2. THE LIARS: Lie about their age, marital
status and use ridiculous names like Baby,
Awesome ,Angel, Dude, Miss pee, boo ,
Man, blah blah!!
3. THE WITCHES: They always like updating
about death, bad news and sickness.
4. THE TRAVELERS: Today in America,
tomorrow heading to Italy or South Africa,
next All over The country! Are you a
minister for tourism?
5. WEATHER FORECASTERS: They update
mostly when it is raining, cold or hot e.g
‘I’m freezing’ etc
6. PREACHERS: This are mostly single men/
ladies who are looking for a spouse.

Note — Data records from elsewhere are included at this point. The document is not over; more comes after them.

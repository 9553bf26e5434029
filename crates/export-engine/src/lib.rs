//! Framestamp Export Engine
//!
//! Re-encodes a media asset into a new container while compositing every
//! video frame, and builds the watermark pipeline on top of it.
//!
//! # Pipeline Architecture
//!
//! ```text
//! source.mp4 ──► SourceReader ──┬── video lane ──► FrameCompositor ──► render hook ──┐
//!                               │                        ▲                          │
//!                               │         overlay.png ───┘                          ├──► SinkWriter ──► output.mp4
//!                               └── audio lane ─────────────────────────────────────┘
//! ```
//!
//! The two lanes are pumped independently on a per-export thread; whichever
//! drains last finalizes the writer. [`MediaEngine`] abstracts the demuxing
//! and encoding backend: [`FfmpegEngine`] drives `ffmpeg`/`ffprobe`
//! subprocesses and [`MemoryEngine`] serves synthetic media for tests.

pub mod compositor;
pub mod engine;
pub mod ffmpeg;
pub mod memory;
pub mod session;
pub mod watermark;

pub use compositor::{build_default_composition, FrameCompositor};
pub use engine::*;
pub use ffmpeg::FfmpegEngine;
pub use memory::{MemoryEngine, ReadyGate, SyntheticSource};
pub use session::*;
pub use watermark::*;

use std::sync::{Mutex, MutexGuard, PoisonError};

/// Lock a mutex, recovering the data if a panicking holder poisoned it.
pub(crate) fn lock<T>(mutex: &Mutex<T>) -> MutexGuard<'_, T> {
    mutex.lock().unwrap_or_else(PoisonError::into_inner)
}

They
act holy and write Bible verses only on
Sundays and Fridays or on festival day.
7. THE CONFUSED: They are married today,
engaged tomorrow, next day in an open
relationship, in a complicated relationship,
single or divorced.
8. THE FIGHTERS: All they do is to seek
trouble on people’s post, they comment
awkwardly in order to start a fight.
9. THE (I Too Know): They will always
complain that u’re always online, they will
say; are you jobless? Sometimes u can’t sop
wondering what they are doing online
themselves. Seriously, man get a life and
stop face booking.
10. THE DESPERATE. They are always
posting pictures of them in different cars
claiming car owners and always updating
themselves in different hotels and
eateries…damn…are they car dealer or
Hotel room attendant?
11. THE PEACE MAKERS: These people are
very friendly and they appreciate peoples
effort, they say thank you if they read your
post and smile.
Note: These people are usually very rare to
find.
12. AND FINALLY THE HATERS: They will
never like or comment on your posts except when they have something negative to say about you or your posts. Or u put up an update which says you are “sad, heartbroken or in Pain”.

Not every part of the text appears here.